Francelino Motta offered to sell the house to the federal government in 1958 and requested that IPHAN carry out restoration work in 1959. It was instead sold to Pedro Angelo José Ghislandi, an engineer employed by IPHAN, in 1963. The house was jointly purchased from Ghislandi by the Federal University of Bahia, the state government of Bahia, and IPHAN in 1982 to create a regional archive; work on its adaptive reuse was completed in 1966. It became home to the municipal archives of Cachoeira in 2018. The municipal archives were moved from the Teixeira de Freitas Birthplace (Casa natal de Teixeira de Freitas) due to its state of disrepair and location close to the river, which is subject to periodic flooding.

==Structure==

The house is built on a slope, with a single story facing Rua Benjamin Constant and two stories that overlook the steep slope at rear. Various construction materials were used on the house, reflecting its renovation at different times: it is constructed partly of stone and lime and partly in wood on a stone foundation. The house was erected with a rectangular main body; a service side wing was added at a later date. The service side wing is unique to houses in Cachoeira. The front façade of the house has a main entrance door, side entrance door, and sash windows. The windows sit on simple lintels, as does the single window of the service wing. The door has tracings in stucco above and around the main entrance. A gable roof slopes from front to back and covers the balcony.
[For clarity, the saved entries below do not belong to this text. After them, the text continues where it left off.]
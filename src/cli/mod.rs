//! Entry points shared by the binary and integration tests

pub mod orchestration;

pub use orchestration::{run_version_workflow, VersionInputs, VersionOutcome};
//! File-based storage for staffdrill.
//!
//! Everything lives in one directory (`~/.staffdrill/` by default):
//! `items.json`, `counters.json`, and `config.toml`. Atomic writes are
//! achieved via temp file + rename pattern.

use std::fs;
use std::io::Write;
use std::path::{Path, PathBuf};

use crate::config::{staffdrill_home, TrainingConfig};
use crate::core::item::LearningItem;
use crate::error::{Result, StaffError};
use crate::stats::PersistedCounters;
use crate::storage::{ConfigStore, CounterStore, ItemStore};

const ITEMS_FILE: &str = "items.json";
const COUNTERS_FILE: &str = "counters.json";
const CONFIG_FILE: &str = "config.toml";

/// File-based store for the deck, counters, and config.
#[derive(Debug, Clone)]
pub struct FileStore {
    dir: PathBuf,
}

impl FileStore {
    /// Open the store in the staffdrill home directory.
    ///
    /// Uses `~/.staffdrill/` or `$STAFFDRILL_HOME/`.
    pub fn open_default() -> Result<Self> {
        Self::with_dir(staffdrill_home())
    }

    /// Open the store in a custom directory, creating it if needed.
    pub fn with_dir(dir: impl Into<PathBuf>) -> Result<Self> {
        let dir = dir.into();
        if !dir.exists() {
            fs::create_dir_all(&dir).map_err(|e| StaffError::storage(&dir, e))?;
        }
        Ok(Self { dir })
    }

    /// Directory holding the files.
    pub fn dir(&self) -> &Path {
        &self.dir
    }

    fn path(&self, name: &str) -> PathBuf {
        self.dir.join(name)
    }

    fn temp_path(&self, name: &str) -> PathBuf {
        self.dir.join(format!(".{}.tmp", name))
    }

    /// Read a file, or `None` if it does not exist.
    fn read(&self, name: &str) -> Result<Option<String>> {
        let path = self.path(name);
        if !path.exists() {
            return Ok(None);
        }
        fs::read_to_string(&path)
            .map(Some)
            .map_err(|e| StaffError::storage(&path, e))
    }

    /// Write a file atomically using temp file + rename.
    fn atomic_write(&self, name: &str, content: &str) -> Result<()> {
        let final_path = self.path(name);
        let temp_path = self.temp_path(name);

        {
            let mut file =
                fs::File::create(&temp_path).map_err(|e| StaffError::storage(&temp_path, e))?;
            file.write_all(content.as_bytes())
                .map_err(|e| StaffError::storage(&temp_path, e))?;
            file.sync_all()
                .map_err(|e| StaffError::storage(&temp_path, e))?;
        }

        // Rename temp file to final path (atomic on POSIX)
        fs::rename(&temp_path, &final_path).map_err(|e| StaffError::storage(&final_path, e))?;
        Ok(())
    }
}

impl ItemStore for FileStore {
    fn load_items(&self) -> Result<Vec<LearningItem>> {
        match self.read(ITEMS_FILE)? {
            Some(content) => Ok(serde_json::from_str(&content)?),
            None => Ok(Vec::new()),
        }
    }

    fn save_items(&self, items: &[LearningItem]) -> Result<()> {
        let json = serde_json::to_string_pretty(items)?;
        self.atomic_write(ITEMS_FILE, &json)
    }
}

impl CounterStore for FileStore {
    fn load_counters(&self) -> Result<Option<PersistedCounters>> {
        match self.read(COUNTERS_FILE)? {
            Some(content) => Ok(Some(serde_json::from_str(&content)?)),
            None => Ok(None),
        }
    }

    fn save_counters(&self, counters: &PersistedCounters) -> Result<()> {
        let json = serde_json::to_string_pretty(counters)?;
        self.atomic_write(COUNTERS_FILE, &json)
    }
}

impl ConfigStore for FileStore {
    fn load_config(&self) -> Result<Option<TrainingConfig>> {
        match self.read(CONFIG_FILE)? {
            Some(content) => TrainingConfig::from_toml(&content).map(Some),
            None => Ok(None),
        }
    }

    fn save_config(&self, config: &TrainingConfig) -> Result<()> {
        let content = config.to_toml()?;
        self.atomic_write(CONFIG_FILE, &content)
    }
}

#[cfg(test)]
mod tests {
    use super::*;
    use crate::core::pitch::Clef;
    use crate::storage::traits::tests::{test_config_store, test_counter_store, test_item_store};
    use tempfile::TempDir;

    fn create_test_store() -> (FileStore, TempDir) {
        let dir = TempDir::new().unwrap();
        let store = FileStore::with_dir(dir.path()).unwrap();
        (store, dir)
    }

    #[test]
    fn test_file_item_store() {
        let (store, _dir) = create_test_store();
        test_item_store(&store);
    }

    #[test]
    fn test_file_counter_store() {
        let (store, _dir) = create_test_store();
        test_counter_store(&store);
    }

    #[test]
    fn test_file_config_store() {
        let (store, _dir) = create_test_store();
        test_config_store(&store);
    }

    #[test]
    fn test_with_dir_creates_directory() {
        let dir = TempDir::new().unwrap();
        let nested = dir.path().join("a").join("b");
        assert!(!nested.exists());

        let store = FileStore::with_dir(&nested).unwrap();
        assert!(nested.exists());
        assert_eq!(store.dir(), nested.as_path());
    }

    #[test]
    fn test_atomic_write_leaves_no_temp_file() {
        let (store, dir) = create_test_store();
        store.save_config(&TrainingConfig::default()).unwrap();

        assert!(dir.path().join("config.toml").exists());
        assert!(!dir.path().join(".config.toml.tmp").exists());
    }

    #[test]
    fn test_config_file_is_readable_toml() {
        let (store, dir) = create_test_store();
        store.save_config(&TrainingConfig::default()).unwrap();

        let content = fs::read_to_string(dir.path().join("config.toml")).unwrap();
        assert!(content.contains("enabled_clefs"));
        assert!(content.contains("[ranges.treble]"));
    }

    #[test]
    fn test_hand_edited_config() {
        let (store, dir) = create_test_store();
        fs::write(
            dir.path().join("config.toml"),
            "enabled_clefs = [\"bass\"]\nfour_note_mode = true\n",
        )
        .unwrap();

        let config = store.load_config().unwrap().unwrap();
        assert_eq!(config.enabled_clefs, vec![Clef::Bass]);
        assert!(config.four_note_mode);
        assert!(config.ranges.bass.is_some());
    }

    #[test]
    fn test_corrupt_items_is_an_error() {
        let (store, dir) = create_test_store();
        fs::write(dir.path().join("items.json"), "{ not json").unwrap();

        let err = store.load_items().unwrap_err();
        assert!(matches!(err, StaffError::Serde { .. }));
    }

    #[test]
    fn test_corrupt_config_is_an_error() {
        let (store, dir) = create_test_store();
        fs::write(dir.path().join("config.toml"), "enabled_clefs = [[[").unwrap();
        assert!(matches!(
            store.load_config(),
            Err(StaffError::Config { .. })
        ));
    }

    #[test]
    fn test_write_to_missing_directory_fails() {
        let (store, dir) = create_test_store();
        fs::remove_dir_all(dir.path()).unwrap();

        let result = store.save_counters(&PersistedCounters::new(
            chrono::NaiveDate::from_ymd_opt(2026, 1, 1).unwrap(),
        ));
        assert!(matches!(result, Err(StaffError::Storage { .. })));
    }
}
The back façade of the house consists of two floors and faces a slope. The structure is noted for its covered balcony with latticed wood railing. The balcony provides a view of the city of Cachoeira, the Paraguaçu River, and its neighboring city, São Félix, across the river. The latticed balcony at the rear of a residence is found in two other structures Cachoeira: the Sobrado at Praça da Aclamação, 4 and Solar Estrela; the house may be modeled after the Casa do Conde da Palma in Salvador. The back façade of the building has two doors and a straight lintel window, two columns, and masonry corner wedges. In total the house covers 412.45 m2.

The interior of the house is simple. None of its original furnishing or decor remains.

==Protected status==

The House at No. 17 Rua Benjamin Constant was listed as a protected historic site by the National Institute of Historic and Artistic Heritage in 1941 under inscription number 202.

==Access==

The house now functions as an archive for the municipality of Cachoeira and may be visited.